Collected data
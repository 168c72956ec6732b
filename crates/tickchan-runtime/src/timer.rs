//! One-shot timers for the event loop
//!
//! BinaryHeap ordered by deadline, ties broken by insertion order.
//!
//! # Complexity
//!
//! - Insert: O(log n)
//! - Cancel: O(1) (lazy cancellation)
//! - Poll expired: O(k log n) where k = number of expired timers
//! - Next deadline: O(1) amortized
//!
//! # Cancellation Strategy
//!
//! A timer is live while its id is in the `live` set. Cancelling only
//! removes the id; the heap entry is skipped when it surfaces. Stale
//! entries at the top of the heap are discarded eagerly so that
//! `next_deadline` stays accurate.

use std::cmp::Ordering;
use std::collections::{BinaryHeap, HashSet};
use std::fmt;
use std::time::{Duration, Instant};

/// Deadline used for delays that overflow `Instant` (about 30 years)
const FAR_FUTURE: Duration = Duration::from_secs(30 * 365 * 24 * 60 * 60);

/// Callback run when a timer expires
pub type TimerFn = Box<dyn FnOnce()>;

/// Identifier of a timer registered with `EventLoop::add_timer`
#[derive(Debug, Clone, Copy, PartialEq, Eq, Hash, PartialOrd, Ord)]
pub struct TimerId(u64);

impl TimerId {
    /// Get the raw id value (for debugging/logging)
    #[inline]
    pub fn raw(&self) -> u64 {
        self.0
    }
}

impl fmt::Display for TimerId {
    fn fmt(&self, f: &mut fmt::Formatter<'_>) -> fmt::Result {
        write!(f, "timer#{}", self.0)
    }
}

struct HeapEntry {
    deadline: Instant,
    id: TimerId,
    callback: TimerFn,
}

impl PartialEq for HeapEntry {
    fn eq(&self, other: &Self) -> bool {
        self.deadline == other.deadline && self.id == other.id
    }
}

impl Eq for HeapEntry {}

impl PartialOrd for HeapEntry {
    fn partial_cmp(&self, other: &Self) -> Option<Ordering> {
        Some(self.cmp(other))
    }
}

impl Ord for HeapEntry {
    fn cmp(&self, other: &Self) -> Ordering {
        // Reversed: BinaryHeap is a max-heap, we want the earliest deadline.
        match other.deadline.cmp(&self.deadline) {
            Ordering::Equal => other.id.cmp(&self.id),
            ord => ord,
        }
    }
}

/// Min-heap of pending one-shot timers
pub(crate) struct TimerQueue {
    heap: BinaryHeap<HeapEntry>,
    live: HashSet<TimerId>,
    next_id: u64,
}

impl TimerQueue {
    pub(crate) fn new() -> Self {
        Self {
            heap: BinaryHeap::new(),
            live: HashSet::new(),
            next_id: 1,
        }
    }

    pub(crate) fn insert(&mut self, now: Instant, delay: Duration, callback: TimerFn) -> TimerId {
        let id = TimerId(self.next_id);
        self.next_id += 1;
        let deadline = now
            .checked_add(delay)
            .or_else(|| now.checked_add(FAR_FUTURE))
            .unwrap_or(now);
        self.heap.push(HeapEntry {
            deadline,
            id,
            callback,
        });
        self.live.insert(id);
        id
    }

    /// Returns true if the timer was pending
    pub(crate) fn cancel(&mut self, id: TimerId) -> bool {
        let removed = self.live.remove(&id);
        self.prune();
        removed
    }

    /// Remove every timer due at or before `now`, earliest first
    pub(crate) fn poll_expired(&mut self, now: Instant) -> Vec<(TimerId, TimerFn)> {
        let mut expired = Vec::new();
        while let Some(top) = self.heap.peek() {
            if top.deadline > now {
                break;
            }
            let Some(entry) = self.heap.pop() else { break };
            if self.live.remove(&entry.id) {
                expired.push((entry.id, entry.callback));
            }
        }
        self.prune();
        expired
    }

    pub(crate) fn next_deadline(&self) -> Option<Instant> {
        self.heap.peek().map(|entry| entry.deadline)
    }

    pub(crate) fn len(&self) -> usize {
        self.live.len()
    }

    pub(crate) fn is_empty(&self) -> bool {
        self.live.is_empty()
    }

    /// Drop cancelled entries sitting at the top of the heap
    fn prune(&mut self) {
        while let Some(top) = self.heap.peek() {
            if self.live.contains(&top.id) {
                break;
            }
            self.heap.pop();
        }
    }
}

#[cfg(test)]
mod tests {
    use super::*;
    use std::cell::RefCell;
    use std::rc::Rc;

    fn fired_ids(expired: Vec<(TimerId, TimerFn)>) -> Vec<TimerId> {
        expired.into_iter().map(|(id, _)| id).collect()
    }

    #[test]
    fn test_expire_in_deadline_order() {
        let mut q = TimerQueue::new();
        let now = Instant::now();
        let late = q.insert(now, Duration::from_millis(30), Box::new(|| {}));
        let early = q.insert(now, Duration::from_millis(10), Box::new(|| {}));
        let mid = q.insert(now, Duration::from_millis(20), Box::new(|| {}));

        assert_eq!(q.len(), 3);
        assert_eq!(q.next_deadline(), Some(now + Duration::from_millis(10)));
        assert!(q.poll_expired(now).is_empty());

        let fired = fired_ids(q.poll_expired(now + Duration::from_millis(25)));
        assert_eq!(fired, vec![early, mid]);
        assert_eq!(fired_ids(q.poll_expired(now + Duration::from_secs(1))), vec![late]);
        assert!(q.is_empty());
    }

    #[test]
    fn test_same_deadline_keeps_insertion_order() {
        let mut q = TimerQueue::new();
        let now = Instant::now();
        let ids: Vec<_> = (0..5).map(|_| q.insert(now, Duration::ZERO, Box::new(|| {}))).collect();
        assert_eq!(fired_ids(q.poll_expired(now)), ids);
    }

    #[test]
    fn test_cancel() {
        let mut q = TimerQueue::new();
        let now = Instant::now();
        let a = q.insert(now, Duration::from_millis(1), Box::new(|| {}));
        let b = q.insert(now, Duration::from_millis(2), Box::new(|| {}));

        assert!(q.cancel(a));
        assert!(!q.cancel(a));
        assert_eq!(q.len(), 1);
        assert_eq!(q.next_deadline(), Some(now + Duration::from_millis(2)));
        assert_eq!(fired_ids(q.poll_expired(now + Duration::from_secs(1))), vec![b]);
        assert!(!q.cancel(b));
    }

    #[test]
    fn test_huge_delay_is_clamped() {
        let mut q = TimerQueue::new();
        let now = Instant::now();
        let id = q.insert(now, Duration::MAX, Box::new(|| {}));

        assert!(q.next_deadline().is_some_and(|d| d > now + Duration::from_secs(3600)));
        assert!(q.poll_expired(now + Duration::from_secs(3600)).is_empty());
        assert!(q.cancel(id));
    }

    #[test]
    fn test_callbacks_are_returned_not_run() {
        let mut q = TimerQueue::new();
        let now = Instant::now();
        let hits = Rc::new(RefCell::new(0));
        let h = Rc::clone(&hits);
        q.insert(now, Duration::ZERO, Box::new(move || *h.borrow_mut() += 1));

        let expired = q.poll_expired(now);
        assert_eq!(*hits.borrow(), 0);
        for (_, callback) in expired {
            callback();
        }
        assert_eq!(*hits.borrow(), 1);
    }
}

---

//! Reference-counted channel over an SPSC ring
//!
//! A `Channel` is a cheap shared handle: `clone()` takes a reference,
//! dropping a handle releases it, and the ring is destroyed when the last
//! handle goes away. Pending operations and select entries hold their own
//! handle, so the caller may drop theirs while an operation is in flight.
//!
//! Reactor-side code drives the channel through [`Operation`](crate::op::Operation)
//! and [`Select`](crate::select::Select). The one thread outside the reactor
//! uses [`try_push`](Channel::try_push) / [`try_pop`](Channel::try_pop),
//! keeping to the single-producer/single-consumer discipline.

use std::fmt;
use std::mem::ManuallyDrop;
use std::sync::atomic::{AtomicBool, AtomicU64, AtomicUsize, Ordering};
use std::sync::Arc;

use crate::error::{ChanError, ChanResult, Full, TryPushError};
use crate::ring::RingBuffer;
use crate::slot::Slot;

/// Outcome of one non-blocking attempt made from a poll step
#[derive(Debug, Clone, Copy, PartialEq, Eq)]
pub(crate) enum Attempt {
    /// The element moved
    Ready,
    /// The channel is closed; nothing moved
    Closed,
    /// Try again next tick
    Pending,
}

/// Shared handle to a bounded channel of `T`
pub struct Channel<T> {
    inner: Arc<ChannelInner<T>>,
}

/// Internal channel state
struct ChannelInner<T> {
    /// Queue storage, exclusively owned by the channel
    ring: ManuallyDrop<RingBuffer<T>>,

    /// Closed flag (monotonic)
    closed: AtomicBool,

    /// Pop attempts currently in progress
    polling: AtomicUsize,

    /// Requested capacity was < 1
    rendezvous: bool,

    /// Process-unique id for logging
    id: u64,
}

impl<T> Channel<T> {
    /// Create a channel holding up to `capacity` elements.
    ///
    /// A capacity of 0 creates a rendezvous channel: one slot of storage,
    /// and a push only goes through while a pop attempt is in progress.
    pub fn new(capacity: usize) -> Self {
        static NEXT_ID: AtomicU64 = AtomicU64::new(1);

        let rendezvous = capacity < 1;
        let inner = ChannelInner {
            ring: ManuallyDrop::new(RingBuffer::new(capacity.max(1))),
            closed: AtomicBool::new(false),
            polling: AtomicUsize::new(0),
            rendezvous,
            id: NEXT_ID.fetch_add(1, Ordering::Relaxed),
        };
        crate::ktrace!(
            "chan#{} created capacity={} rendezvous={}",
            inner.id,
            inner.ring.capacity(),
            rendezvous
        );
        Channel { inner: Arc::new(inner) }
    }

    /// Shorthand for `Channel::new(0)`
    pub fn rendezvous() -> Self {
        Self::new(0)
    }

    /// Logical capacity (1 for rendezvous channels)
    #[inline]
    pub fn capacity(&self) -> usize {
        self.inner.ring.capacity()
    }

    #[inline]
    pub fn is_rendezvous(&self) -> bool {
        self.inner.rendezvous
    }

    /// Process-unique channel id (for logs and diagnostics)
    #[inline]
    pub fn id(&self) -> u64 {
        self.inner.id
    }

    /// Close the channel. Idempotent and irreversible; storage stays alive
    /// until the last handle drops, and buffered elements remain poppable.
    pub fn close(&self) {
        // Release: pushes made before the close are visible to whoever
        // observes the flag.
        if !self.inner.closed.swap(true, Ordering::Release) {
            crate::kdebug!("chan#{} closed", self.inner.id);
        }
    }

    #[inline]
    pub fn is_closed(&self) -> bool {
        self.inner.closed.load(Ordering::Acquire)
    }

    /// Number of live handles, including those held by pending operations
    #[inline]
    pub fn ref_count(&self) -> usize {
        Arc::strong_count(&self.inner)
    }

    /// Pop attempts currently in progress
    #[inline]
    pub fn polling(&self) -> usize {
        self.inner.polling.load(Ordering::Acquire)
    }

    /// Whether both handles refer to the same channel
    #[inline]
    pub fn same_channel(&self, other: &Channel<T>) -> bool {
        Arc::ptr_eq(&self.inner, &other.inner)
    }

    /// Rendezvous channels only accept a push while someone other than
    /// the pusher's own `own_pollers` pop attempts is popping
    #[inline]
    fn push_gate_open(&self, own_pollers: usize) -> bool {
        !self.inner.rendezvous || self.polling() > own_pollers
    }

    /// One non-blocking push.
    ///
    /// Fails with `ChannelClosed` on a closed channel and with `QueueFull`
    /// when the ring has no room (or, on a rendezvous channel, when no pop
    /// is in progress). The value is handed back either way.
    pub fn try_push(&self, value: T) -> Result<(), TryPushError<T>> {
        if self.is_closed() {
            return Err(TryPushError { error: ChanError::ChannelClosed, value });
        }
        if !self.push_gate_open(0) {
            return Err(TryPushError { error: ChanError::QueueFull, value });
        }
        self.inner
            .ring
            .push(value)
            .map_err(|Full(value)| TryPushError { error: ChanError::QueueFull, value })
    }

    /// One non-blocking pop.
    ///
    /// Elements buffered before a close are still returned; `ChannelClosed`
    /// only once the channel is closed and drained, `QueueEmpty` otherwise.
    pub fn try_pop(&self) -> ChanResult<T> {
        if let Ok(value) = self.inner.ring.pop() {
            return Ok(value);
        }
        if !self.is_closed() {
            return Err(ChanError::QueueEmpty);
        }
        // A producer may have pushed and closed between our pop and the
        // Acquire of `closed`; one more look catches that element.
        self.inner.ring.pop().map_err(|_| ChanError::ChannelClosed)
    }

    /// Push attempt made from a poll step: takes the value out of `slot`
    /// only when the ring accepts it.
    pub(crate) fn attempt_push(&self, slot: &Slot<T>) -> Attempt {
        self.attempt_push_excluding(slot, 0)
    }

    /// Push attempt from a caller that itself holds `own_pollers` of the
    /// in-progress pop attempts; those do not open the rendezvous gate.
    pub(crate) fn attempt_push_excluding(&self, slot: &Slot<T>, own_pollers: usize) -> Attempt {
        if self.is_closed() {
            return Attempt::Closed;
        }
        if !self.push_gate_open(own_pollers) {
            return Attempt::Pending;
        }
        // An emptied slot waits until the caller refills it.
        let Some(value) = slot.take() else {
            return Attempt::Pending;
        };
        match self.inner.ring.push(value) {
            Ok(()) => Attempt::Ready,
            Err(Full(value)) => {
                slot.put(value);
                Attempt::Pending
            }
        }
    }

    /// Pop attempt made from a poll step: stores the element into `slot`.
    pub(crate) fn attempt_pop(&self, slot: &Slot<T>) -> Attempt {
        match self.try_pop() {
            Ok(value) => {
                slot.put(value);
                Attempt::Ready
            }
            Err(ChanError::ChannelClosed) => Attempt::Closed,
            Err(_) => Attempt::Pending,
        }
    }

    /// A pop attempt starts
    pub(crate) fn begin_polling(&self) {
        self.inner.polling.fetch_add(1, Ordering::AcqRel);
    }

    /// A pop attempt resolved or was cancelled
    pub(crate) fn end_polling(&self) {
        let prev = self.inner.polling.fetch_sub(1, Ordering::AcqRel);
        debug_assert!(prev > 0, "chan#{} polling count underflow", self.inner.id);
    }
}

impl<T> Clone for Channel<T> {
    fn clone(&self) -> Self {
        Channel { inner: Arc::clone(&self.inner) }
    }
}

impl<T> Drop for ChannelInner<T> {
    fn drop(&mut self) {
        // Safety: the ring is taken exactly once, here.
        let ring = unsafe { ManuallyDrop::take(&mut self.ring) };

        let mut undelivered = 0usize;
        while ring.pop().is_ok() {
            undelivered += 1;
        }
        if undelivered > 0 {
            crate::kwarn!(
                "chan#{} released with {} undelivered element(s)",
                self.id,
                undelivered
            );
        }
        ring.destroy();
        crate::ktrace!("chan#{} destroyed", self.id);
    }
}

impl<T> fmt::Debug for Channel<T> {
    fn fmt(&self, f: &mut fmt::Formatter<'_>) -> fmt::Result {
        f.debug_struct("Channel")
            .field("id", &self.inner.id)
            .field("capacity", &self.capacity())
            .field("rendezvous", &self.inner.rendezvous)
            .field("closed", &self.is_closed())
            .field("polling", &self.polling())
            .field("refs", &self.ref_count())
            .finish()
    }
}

* * *

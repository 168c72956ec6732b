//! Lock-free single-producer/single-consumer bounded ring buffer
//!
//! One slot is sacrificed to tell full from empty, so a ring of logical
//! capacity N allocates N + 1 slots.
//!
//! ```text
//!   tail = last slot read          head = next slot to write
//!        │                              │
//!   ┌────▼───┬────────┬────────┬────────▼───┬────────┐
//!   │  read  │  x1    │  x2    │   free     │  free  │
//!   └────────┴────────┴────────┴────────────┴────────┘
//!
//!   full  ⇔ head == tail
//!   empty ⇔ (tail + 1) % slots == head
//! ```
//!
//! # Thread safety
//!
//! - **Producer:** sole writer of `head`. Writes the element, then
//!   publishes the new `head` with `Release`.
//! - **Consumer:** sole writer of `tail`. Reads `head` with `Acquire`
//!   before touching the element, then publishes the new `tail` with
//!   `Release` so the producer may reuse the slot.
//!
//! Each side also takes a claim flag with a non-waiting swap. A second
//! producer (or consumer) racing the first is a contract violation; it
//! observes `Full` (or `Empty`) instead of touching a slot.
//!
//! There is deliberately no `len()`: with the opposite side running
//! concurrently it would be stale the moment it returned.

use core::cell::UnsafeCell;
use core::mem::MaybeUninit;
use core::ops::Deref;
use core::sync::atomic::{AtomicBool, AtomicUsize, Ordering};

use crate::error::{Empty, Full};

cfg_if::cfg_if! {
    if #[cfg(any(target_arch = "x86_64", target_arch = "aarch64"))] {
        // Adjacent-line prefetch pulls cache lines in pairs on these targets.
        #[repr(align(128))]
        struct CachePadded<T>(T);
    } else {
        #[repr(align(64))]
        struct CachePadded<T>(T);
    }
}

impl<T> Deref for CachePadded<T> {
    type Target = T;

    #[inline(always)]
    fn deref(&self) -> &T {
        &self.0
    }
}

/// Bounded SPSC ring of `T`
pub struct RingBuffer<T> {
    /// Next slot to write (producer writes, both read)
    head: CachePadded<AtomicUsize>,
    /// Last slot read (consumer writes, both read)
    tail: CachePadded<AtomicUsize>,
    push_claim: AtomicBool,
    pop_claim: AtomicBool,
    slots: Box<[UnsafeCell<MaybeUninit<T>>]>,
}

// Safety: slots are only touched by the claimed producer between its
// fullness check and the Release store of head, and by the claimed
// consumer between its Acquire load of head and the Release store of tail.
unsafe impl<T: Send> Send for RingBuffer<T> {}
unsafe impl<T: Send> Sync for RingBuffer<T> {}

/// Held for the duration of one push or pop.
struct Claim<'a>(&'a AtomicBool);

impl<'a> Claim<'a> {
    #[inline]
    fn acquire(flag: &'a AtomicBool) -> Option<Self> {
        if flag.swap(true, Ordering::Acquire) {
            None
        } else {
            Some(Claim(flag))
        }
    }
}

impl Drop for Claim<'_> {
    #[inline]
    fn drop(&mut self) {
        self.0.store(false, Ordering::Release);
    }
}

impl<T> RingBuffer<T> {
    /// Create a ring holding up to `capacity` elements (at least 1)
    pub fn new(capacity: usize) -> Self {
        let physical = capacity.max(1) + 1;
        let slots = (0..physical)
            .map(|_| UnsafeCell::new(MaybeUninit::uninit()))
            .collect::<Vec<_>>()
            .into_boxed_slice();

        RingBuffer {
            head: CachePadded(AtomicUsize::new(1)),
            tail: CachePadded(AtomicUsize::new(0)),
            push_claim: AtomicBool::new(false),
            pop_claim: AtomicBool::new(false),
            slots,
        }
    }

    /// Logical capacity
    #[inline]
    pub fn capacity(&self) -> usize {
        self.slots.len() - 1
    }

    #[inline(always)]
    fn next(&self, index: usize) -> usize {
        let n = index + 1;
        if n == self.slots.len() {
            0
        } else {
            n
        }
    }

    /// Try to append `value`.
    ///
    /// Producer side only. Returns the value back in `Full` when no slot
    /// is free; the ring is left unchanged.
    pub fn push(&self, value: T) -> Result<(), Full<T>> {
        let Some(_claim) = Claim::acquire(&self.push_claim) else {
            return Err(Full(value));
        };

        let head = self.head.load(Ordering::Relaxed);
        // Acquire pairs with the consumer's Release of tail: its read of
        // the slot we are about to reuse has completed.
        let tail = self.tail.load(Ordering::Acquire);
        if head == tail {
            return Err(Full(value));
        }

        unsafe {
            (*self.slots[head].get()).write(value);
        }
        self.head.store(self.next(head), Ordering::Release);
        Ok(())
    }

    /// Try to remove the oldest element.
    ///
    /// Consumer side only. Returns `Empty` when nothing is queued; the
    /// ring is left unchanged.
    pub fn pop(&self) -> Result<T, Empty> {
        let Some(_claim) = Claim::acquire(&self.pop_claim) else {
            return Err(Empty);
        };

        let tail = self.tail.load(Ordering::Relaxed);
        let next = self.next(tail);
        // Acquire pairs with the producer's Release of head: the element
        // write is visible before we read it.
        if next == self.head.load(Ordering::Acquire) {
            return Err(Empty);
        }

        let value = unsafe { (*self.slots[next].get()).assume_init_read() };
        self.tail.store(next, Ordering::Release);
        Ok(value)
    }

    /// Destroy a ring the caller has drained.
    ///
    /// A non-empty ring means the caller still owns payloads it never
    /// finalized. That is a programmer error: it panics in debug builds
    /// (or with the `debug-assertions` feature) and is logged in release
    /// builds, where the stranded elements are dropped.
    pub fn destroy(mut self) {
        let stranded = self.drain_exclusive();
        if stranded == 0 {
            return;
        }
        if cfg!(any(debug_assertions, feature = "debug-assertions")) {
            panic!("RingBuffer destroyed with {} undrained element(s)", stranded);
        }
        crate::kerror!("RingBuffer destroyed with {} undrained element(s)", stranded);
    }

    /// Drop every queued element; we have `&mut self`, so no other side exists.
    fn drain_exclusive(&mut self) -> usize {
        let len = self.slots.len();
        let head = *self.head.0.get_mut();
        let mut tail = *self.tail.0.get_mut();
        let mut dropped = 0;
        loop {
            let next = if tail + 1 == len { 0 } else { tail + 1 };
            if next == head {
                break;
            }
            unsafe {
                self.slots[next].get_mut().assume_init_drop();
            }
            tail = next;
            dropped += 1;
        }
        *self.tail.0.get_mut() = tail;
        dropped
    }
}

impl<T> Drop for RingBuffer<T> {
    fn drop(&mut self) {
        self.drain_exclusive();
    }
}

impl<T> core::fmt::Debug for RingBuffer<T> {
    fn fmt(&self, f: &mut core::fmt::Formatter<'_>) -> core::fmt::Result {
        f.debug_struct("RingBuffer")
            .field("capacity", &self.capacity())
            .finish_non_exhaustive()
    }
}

### Goal of the exercise
Look through the entries and copy every line in which the string "stays" appears.

### Response area
//! `next_deadline` stays accurate.
    /// Close the channel. Idempotent and irreversible; storage stays alive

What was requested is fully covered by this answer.